Well, today is the the today. Although today feels big, I guess it isn't really. In reality, I will get no answers today. But at least I will be one step closer to possibly having an answer, or at least ruling out a few things. 


Today is the day I have my first MRI of the brain and cervical spine. If you keep up with my blog, you'll already know that I've been having symptoms that are striking my doctor as neurological. We've run every test we can think of the find another diagnois. I've had a laproscopy, colonoscopy, endoscopy, countless bloodtests to rule out other autoimmune conditions or celiac disease. Everything seems to come up negative. So far we've established Irritable Bowel Syndrome and Endosalpingiosis. Neither of which would cause the type of symptoms I am now experiencing. SO off to the MRI I go. In hopes of an answer.


I think I'm having a lot of mixed feelings about today. Many people hear that I'm having an MRI done and say "I hope they don't find anything to worry about." or "I hope you don't have MS." or something to that effect. But the thing is, it's not that I hope I have a brain condition; because obviously it's horrible and awful and painful and a lifelong challenge. But, I have been in pain since I was twelve. I've gone through phases where things weren't as bad. But I've also gone through flares where things are really bad. This past year has been bad, really bad, and then worse. And I've been left in the dark without an answer.
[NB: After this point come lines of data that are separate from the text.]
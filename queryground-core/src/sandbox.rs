// queryground-core/src/sandbox.rs
// Ephemeral database cache and lifecycle management

use std::collections::HashMap;
use std::sync::atomic::{AtomicU64, Ordering};
use std::time::{Duration, Instant};

use parking_lot::Mutex;

use crate::engine::DocumentStore;
use crate::error::Result;
use crate::{log_debug, log_info, log_warn};

/// Cached state of one built database, keyed by its config hash
#[derive(Debug, Clone)]
pub struct SandboxEntry {
    /// sorted collection names of the dataset
    pub collections: Vec<String>,
    /// the build produced no documents at all
    pub empty_database: bool,
    last_used: Instant,
}

impl SandboxEntry {
    pub fn has_collection(&self, name: &str) -> bool {
        self.collections.binary_search_by(|c| c.as_str().cmp(name)).is_ok()
    }
}

/// Counters exposed for logging and the stats endpoint of embedders
#[derive(Debug, Clone, Copy, PartialEq, Eq, serde::Serialize)]
pub struct CacheStats {
    pub active_databases: usize,
    pub hits: u64,
    pub builds: u64,
}

/// Tracks which sandbox databases exist in the engine and when they
/// were last touched.
///
/// A single global lock is held across the whole check/build/store
/// sequence: builds are capped in size so the crude serialization is
/// cheaper than per-hash coordination, and it makes the cache states
/// trivially race-free (a hash is either absent, or ready).
#[derive(Default)]
pub struct SandboxCache {
    entries: Mutex<HashMap<String, SandboxEntry>>,
    hits: AtomicU64,
    builds: AtomicU64,
}

impl SandboxCache {
    pub fn new() -> SandboxCache {
        SandboxCache::default()
    }

    /// Return the cached entry for `hash`, building it if needed.
    ///
    /// The builder closure returns the sorted collection names and
    /// whether the dataset is empty. Caching rules:
    /// - a cache hit refreshes the last-used stamp,
    /// - a normal build of an empty dataset is returned but NOT cached,
    ///   so the hash stays cheap to retry once the config has data,
    /// - a forced build (`force`) always replaces and caches the entry,
    /// - a failed build is never cached and evicts any stale entry.
    pub fn get_or_build<F>(&self, hash: &str, force: bool, build: F) -> Result<SandboxEntry>
    where
        F: FnOnce() -> Result<(Vec<String>, bool)>,
    {
        let mut entries = self.entries.lock();

        if !force {
            if let Some(entry) = entries.get_mut(hash) {
                entry.last_used = Instant::now();
                self.hits.fetch_add(1, Ordering::Relaxed);
                log_debug!("cache hit for database {}", hash);
                return Ok(entry.clone());
            }
        }

        // build under the lock so concurrent callers of the same hash
        // never build twice
        let (collections, empty_database) = match build() {
            Ok(outcome) => outcome,
            Err(err) => {
                entries.remove(hash);
                return Err(err);
            }
        };
        self.builds.fetch_add(1, Ordering::Relaxed);

        let entry = SandboxEntry {
            collections,
            empty_database,
            last_used: Instant::now(),
        };
        if force || !empty_database {
            entries.insert(hash.to_string(), entry.clone());
        }
        Ok(entry)
    }

    /// Drop one database and forget its entry right away, used for
    /// throwaway builds that must not outlive a single query.
    pub fn discard(&self, engine: &dyn DocumentStore, hash: &str) {
        let mut entries = self.entries.lock();
        entries.remove(hash);
        if let Err(err) = engine.drop_database(hash) {
            log_warn!("fail to drop database {}: {}", hash, err);
        }
    }

    /// Drop every database unused for longer than `retention` and
    /// forget its entry. Runs under the same lock as `get_or_build` so
    /// an in-flight build can't race with its own eviction.
    pub fn sweep(&self, engine: &dyn DocumentStore, retention: Duration) -> usize {
        let started = Instant::now();
        let mut entries = self.entries.lock();

        let expired: Vec<String> = entries
            .iter()
            .filter(|(_, e)| started.duration_since(e.last_used) > retention)
            .map(|(hash, _)| hash.clone())
            .collect();

        for hash in &expired {
            if let Err(err) = engine.drop_database(hash) {
                log_warn!("fail to drop database {}: {}", hash, err);
            }
            entries.remove(hash);
        }

        log_info!(
            "cleanup: removed {} database(s) in {:?}, {} still active",
            expired.len(),
            started.elapsed(),
            entries.len()
        );
        expired.len()
    }

    pub fn stats(&self) -> CacheStats {
        CacheStats {
            active_databases: self.entries.lock().len(),
            hits: self.hits.load(Ordering::Relaxed),
            builds: self.builds.load(Ordering::Relaxed),
        }
    }
}
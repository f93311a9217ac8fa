// queryground-core/src/limits.rs
// Resource caps and time budgets for sandbox databases

use std::time::Duration;

/// Max combined size of config + query for a single playground.
/// This value is the minimum we can set to avoid breaking already
/// saved playgrounds.
pub const MAX_BYTE_SIZE: usize = 350 * 1000;

/// Length of the external page id. Do not change this value.
pub const PAGE_ID_LENGTH: usize = 11;

/// Max number of collections to create at once.
pub const MAX_COLLECTIONS: usize = 10;

/// Max number of documents in a collection. Extra documents are
/// truncated, not rejected.
pub const MAX_DOCS_PER_COLLECTION: usize = 100;

/// How long an unused sandbox database is kept before the sweep
/// drops it.
pub const RETENTION_WINDOW: Duration = Duration::from_secs(60 * 60);

/// Interval between two eviction sweeps.
pub const SWEEP_INTERVAL: Duration = Duration::from_secs(60 * 60);

/// Total request deadline.
pub const WRITE_TIMEOUT: Duration = Duration::from_secs(25);

/// I/O slack reserved for reading the request.
pub const READ_TIMEOUT: Duration = Duration::from_secs(5);

/// Resource limits applied to every sandbox build and query.
///
/// The defaults match production; tests lower the retention window to
/// exercise eviction without waiting.
#[derive(Debug, Clone)]
pub struct Limits {
    pub max_byte_size: usize,
    pub max_collections: usize,
    pub max_docs_per_collection: usize,
    pub retention_window: Duration,
    pub sweep_interval: Duration,
    pub write_timeout: Duration,
    pub read_timeout: Duration,
}

impl Limits {
    /// Max time a query can run before being aborted by the engine.
    pub fn max_query_time(&self) -> Duration {
        self.write_timeout
            .checked_sub(self.read_timeout)
            .unwrap_or(Duration::ZERO)
    }
}

impl Default for Limits {
    fn default() -> Self {
        Limits {
            max_byte_size: MAX_BYTE_SIZE,
            max_collections: MAX_COLLECTIONS,
            max_docs_per_collection: MAX_DOCS_PER_COLLECTION,
            retention_window: RETENTION_WINDOW,
            sweep_interval: SWEEP_INTERVAL,
            write_timeout: WRITE_TIMEOUT,
            read_timeout: READ_TIMEOUT,
        }
    }
}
Having this MRI is kind of my last hope that maybe we'll finally see what the problem is. But maybe we won't. And that scares me even more.


Either way, the result of this MRI is going to be a huge source of stress and emotion in my life. If I get a diagnosis; there's a whole world of issues to deal with: things to learn, new medications, treatment plans, etc. If everything seems normal: I'll be sent back to living my life in pain without an answer as to why. Which is what I've already been doing, but even more hopeless. 


I guess, over the next few days, I'll hope and pray that whatever happens, I'll be okay. I'll move forward and get stronger and feel better and be happier. Because that would be nice.